The expected response is a copy of every line in the entries below that includes the word "fixtures".

+++++

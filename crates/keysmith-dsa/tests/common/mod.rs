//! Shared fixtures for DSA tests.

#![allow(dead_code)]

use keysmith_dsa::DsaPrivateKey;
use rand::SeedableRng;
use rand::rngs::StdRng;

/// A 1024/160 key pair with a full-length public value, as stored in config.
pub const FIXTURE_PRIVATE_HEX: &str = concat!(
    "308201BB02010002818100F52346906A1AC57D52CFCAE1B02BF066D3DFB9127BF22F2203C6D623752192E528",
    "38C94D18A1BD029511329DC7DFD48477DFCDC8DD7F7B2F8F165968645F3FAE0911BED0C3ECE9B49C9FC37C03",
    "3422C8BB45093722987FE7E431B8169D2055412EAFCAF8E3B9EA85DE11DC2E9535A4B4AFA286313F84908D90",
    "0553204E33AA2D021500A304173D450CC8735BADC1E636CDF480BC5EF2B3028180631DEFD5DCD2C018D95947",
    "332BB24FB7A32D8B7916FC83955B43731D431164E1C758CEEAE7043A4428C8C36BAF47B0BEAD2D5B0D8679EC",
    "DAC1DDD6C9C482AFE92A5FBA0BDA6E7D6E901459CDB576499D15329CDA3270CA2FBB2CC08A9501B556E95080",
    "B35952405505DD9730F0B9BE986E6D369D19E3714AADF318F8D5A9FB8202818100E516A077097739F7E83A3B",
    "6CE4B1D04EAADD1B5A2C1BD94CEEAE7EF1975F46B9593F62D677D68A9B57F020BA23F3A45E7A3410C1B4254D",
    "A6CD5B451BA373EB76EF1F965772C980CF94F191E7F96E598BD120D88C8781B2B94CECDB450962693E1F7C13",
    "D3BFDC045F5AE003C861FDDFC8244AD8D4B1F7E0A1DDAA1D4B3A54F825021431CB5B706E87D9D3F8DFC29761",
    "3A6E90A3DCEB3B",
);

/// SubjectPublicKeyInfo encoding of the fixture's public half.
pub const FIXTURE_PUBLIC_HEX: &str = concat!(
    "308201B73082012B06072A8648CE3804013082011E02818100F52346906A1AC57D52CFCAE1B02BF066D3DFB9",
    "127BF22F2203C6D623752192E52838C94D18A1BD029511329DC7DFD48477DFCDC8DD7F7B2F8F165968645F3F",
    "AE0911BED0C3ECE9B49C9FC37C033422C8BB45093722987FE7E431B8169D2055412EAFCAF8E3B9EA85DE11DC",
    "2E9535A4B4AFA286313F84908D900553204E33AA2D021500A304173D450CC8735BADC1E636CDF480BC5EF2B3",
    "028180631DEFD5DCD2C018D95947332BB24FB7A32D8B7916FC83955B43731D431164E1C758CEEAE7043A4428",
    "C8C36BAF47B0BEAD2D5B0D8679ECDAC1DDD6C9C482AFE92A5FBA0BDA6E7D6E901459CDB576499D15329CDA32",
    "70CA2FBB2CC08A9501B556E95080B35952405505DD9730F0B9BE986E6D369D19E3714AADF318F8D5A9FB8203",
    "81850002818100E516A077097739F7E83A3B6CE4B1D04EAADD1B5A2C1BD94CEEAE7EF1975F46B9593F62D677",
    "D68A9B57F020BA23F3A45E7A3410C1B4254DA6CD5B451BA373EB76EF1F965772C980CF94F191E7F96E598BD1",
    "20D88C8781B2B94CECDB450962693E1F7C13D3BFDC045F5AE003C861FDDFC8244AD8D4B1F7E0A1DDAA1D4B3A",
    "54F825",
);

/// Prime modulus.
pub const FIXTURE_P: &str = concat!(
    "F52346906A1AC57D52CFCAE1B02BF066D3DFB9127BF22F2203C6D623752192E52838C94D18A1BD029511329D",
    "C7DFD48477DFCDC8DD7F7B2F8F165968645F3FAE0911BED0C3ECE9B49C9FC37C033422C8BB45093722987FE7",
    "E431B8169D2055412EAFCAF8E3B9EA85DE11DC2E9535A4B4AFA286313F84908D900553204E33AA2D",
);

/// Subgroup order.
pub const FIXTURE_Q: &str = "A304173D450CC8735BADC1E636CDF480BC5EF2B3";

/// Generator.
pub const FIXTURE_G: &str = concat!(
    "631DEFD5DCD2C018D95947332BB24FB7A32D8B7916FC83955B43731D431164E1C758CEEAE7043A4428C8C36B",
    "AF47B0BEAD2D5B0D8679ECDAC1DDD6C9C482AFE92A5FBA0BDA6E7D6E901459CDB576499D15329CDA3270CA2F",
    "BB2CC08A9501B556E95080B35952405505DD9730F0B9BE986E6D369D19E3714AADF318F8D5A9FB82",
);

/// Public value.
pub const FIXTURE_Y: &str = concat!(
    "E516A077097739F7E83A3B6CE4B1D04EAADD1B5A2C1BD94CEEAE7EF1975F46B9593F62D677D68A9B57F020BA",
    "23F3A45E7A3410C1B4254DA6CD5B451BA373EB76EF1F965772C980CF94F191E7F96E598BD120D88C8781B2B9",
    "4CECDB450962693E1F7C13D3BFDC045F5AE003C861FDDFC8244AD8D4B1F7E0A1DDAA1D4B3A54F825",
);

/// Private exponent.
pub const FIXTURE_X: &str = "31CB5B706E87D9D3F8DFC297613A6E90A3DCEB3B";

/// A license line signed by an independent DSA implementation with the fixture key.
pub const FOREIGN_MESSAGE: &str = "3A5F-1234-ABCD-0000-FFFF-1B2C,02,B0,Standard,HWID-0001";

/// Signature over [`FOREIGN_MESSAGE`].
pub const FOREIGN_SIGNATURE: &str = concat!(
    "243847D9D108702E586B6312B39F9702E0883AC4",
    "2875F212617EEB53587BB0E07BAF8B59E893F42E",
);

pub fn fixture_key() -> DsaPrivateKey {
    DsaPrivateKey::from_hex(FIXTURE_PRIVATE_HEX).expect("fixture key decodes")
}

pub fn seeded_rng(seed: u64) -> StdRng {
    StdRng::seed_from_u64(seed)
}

+++++

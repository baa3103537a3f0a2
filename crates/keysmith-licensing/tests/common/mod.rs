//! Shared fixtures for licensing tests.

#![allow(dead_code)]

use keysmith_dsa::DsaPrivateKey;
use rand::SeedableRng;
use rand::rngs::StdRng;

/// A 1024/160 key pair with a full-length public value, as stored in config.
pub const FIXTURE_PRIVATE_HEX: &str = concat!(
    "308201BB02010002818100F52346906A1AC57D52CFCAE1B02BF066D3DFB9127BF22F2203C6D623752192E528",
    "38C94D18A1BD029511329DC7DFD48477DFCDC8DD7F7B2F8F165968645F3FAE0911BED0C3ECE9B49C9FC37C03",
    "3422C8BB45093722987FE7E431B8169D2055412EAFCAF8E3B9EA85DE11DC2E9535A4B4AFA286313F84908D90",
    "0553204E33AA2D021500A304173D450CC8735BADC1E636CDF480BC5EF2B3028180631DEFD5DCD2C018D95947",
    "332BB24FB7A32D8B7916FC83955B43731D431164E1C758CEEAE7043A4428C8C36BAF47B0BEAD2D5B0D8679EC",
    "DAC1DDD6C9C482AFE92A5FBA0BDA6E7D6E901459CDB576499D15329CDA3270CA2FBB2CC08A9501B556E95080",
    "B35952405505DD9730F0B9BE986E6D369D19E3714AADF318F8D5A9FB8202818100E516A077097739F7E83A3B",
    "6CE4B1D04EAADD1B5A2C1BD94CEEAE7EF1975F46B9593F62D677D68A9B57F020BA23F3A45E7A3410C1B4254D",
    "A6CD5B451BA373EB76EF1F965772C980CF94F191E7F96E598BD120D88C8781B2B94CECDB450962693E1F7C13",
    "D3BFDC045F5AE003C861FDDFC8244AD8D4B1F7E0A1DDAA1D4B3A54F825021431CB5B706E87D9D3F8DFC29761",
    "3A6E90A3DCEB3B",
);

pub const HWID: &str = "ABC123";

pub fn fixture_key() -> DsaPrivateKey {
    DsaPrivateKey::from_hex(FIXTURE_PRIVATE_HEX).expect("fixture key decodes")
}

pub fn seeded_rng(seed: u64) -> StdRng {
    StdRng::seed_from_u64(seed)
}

+++++

## SOLUTION
//! Shared fixtures for DSA tests.
//! Shared fixtures for licensing tests.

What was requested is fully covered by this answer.